◆ TASK INSTRUCTIONS
Copy the records below exactly as they are written.

Saved data entries
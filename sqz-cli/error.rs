//! Error types for CLI operations.

use std::io;
use std::path::PathBuf;

/// Result alias using the CLI [`Error`] type.
pub type Result<T> = std::result::Result<T, Error>;

/// Failures surfaced to the user by the `sqz` tool.
///
/// Usage errors (bad arguments, unresolvable requests) and environment
/// errors (missing files, failing I/O) get their own variants so the
/// message can point at the actual culprit.
#[derive(Debug, thiserror::Error)]
pub enum Error {
    #[error("invalid path '{path}': {reason}")]
    InvalidPath { path: String, reason: &'static str },

    #[error("input file '{0}' does not exist")]
    InputNotFound(PathBuf),

    #[error("input file '{0}' is not readable")]
    InputNotReadable(PathBuf),

    #[error("unknown algorithm '{name}' (supported: {supported})")]
    UnknownAlgorithm { name: String, supported: String },

    #[error("cannot infer algorithm from '{0}'; use --algorithm")]
    AlgorithmNotInferable(PathBuf),

    #[error("reading from standard input requires --algorithm")]
    AlgorithmRequiredForStdin,

    #[error("output file '{0}' already exists; use --force to overwrite")]
    OutputExists(PathBuf),

    #[error("input and output refer to the same file '{0}'")]
    SameFile(PathBuf),

    #[error("output directory '{0}' is not writable")]
    OutputDirUnwritable(PathBuf),

    #[error("failed to create directory '{path}': {source}")]
    CreateDirectory {
        path: PathBuf,
        source: io::Error,
    },

    #[error("failed to open input file '{path}': {source}")]
    OpenInput {
        path: PathBuf,
        source: io::Error,
    },

    #[error("failed to create output file '{path}': {source}")]
    CreateOutput {
        path: PathBuf,
        source: io::Error,
    },

    #[error("error reading input: {0}")]
    ReadStream(io::Error),

    #[error("error writing output: {0}")]
    WriteStream(io::Error),

    #[error("{algorithm}: {message}")]
    Codec { algorithm: String, message: String },
}
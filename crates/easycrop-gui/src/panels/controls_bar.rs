use easycrop_core::image_list::Direction;

use crate::app::CropperApp;

/// Bottom bar with previous/save/next buttons mirroring the keyboard shortcuts.
pub fn show(ctx: &egui::Context, app: &mut CropperApp) {
    egui::TopBottomPanel::bottom("controls_bar").show(ctx, |ui| {
        let list = app.session.image_list();
        let has_prev = list.peek(Direction::Previous).is_some();
        let has_next = list.peek(Direction::Next).is_some();
        let has_image = app.session.loaded().is_some();
        let has_selection = app.session.selection().visible().is_some();
        let keys = app.keys;

        ui.horizontal(|ui| {
            let prev = ui
                .add_enabled(has_prev, egui::Button::new("<"))
                .on_hover_text(format!("Previous image ({})", keys.previous.name()));
            let save = ui
                .add_enabled(has_image && has_selection, egui::Button::new("Save Crop"))
                .on_hover_text(format!("Crop and overwrite ({})", keys.save.name()));
            let next = ui
                .add_enabled(has_next, egui::Button::new(">"))
                .on_hover_text(format!("Next image ({})", keys.next.name()));

            if prev.clicked() {
                app.navigate(Direction::Previous);
            }
            if save.clicked() {
                app.save_crop();
            }
            if next.clicked() {
                app.navigate(Direction::Next);
            }
        });
    });
}
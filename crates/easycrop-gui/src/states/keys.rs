use easycrop_core::config::KeyConfig;
use tracing::warn;

/// Global shortcuts resolved from config key names.
#[derive(Clone, Copy, Debug, PartialEq)]
pub struct KeyBindings {
    pub previous: egui::Key,
    pub next: egui::Key,
    pub save: egui::Key,
}

impl Default for KeyBindings {
    fn default() -> Self {
        Self {
            previous: egui::Key::A,
            next: egui::Key::D,
            save: egui::Key::Space,
        }
    }
}

impl KeyBindings {
    /// Unknown key names fall back to the defaults.
    pub fn from_config(keys: &KeyConfig) -> Self {
        let defaults = Self::default();
        Self {
            previous: parse_key(&keys.previous, defaults.previous),
            next: parse_key(&keys.next, defaults.next),
            save: parse_key(&keys.save, defaults.save),
        }
    }
}

fn parse_key(name: &str, fallback: egui::Key) -> egui::Key {
    egui::Key::from_name(name).unwrap_or_else(|| {
        warn!(key = name, fallback = fallback.name(), "Unknown key name");
        fallback
    })
}
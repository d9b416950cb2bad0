mod keys;
mod ui;
mod viewport;

pub use keys::KeyBindings;
pub use ui::UIState;
pub use viewport::ViewportState;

◆ SOLUTION FOR THIS TASK
filename sqz-cli/error.rs
//! Error types for CLI operations.

use std::io;
use std::path::PathBuf;

/// Result alias using the CLI [`Error`] type.
pub type Result<T> = std::result::Result<T, Error>;

/// Failures surfaced to the user by the `sqz` tool.
///
/// Usage errors (bad arguments, unresolvable requests) and environment
/// errors (missing files, failing I/O) get their own variants so the
/// message can point at the actual culprit.
#[derive(Debug, thiserror::Error)]
pub enum Error {
    #[error("invalid path '{path}': {reason}")]
    InvalidPath { path: String, reason: &'static str },

    #[error("input file '{0}' does not exist")]
    InputNotFound(PathBuf),

    #[error("input file '{0}' is not readable")]
    InputNotReadable(PathBuf),

    #[error("unknown algorithm '{name}' (supported: {supported})")]
    UnknownAlgorithm { name: String, supported: String },

    #[error("cannot infer algorithm from '{0}'; use --algorithm")]
    AlgorithmNotInferable(PathBuf),

    #[error("reading from standard input requires --algorithm")]
    AlgorithmRequiredForStdin,

    #[error("output file '{0}' already exists; use --force to overwrite")]
    OutputExists(PathBuf),

    #[error("input and output refer to the same file '{0}'")]
    SameFile(PathBuf),

    #[error("output directory '{0}' is not writable")]
    OutputDirUnwritable(PathBuf),

    #[error("failed to create directory '{path}': {source}")]
    CreateDirectory {
        path: PathBuf,
        source: io::Error,
    },

    #[error("failed to open input file '{path}': {source}")]
    OpenInput {
        path: PathBuf,
        source: io::Error,
    },

    #[error("failed to create output file '{path}': {source}")]
    CreateOutput {
        path: PathBuf,
        source: io::Error,
    },

    #[error("error reading input: {0}")]
    ReadStream(io::Error),

    #[error("error writing output: {0}")]
    WriteStream(io::Error),

    #[error("{algorithm}: {message}")]
    Codec { algorithm: String, message: String },
}
filename crates/easycrop-gui/src/panels/controls_bar.rs
use easycrop_core::image_list::Direction;

use crate::app::CropperApp;

/// Bottom bar with previous/save/next buttons mirroring the keyboard shortcuts.
pub fn show(ctx: &egui::Context, app: &mut CropperApp) {
    egui::TopBottomPanel::bottom("controls_bar").show(ctx, |ui| {
        let list = app.session.image_list();
        let has_prev = list.peek(Direction::Previous).is_some();
        let has_next = list.peek(Direction::Next).is_some();
        let has_image = app.session.loaded().is_some();
        let has_selection = app.session.selection().visible().is_some();
        let keys = app.keys;

        ui.horizontal(|ui| {
            let prev = ui
                .add_enabled(has_prev, egui::Button::new("<"))
                .on_hover_text(format!("Previous image ({})", keys.previous.name()));
            let save = ui
                .add_enabled(has_image && has_selection, egui::Button::new("Save Crop"))
                .on_hover_text(format!("Crop and overwrite ({})", keys.save.name()));
            let next = ui
                .add_enabled(has_next, egui::Button::new(">"))
                .on_hover_text(format!("Next image ({})", keys.next.name()));

            if prev.clicked() {
                app.navigate(Direction::Previous);
            }
            if save.clicked() {
                app.save_crop();
            }
            if next.clicked() {
                app.navigate(Direction::Next);
            }
        });
    });
}
filename crates/easycrop-gui/src/states/keys.rs
use easycrop_core::config::KeyConfig;
use tracing::warn;

/// Global shortcuts resolved from config key names.
#[derive(Clone, Copy, Debug, PartialEq)]
pub struct KeyBindings {
    pub previous: egui::Key,
    pub next: egui::Key,
    pub save: egui::Key,
}

impl Default for KeyBindings {
    fn default() -> Self {
        Self {
            previous: egui::Key::A,
            next: egui::Key::D,
            save: egui::Key::Space,
        }
    }
}

impl KeyBindings {
    /// Unknown key names fall back to the defaults.
    pub fn from_config(keys: &KeyConfig) -> Self {
        let defaults = Self::default();
        Self {
            previous: parse_key(&keys.previous, defaults.previous),
            next: parse_key(&keys.next, defaults.next),
            save: parse_key(&keys.save, defaults.save),
        }
    }
}

fn parse_key(name: &str, fallback: egui::Key) -> egui::Key {
    egui::Key::from_name(name).unwrap_or_else(|| {
        warn!(key = name, fallback = fallback.name(), "Unknown key name");
        fallback
    })
}
repository d9b416950cb2bad0
mod keys;
mod ui;
mod viewport;

pub use keys::KeyBindings;
pub use ui::UIState;
pub use viewport::ViewportState;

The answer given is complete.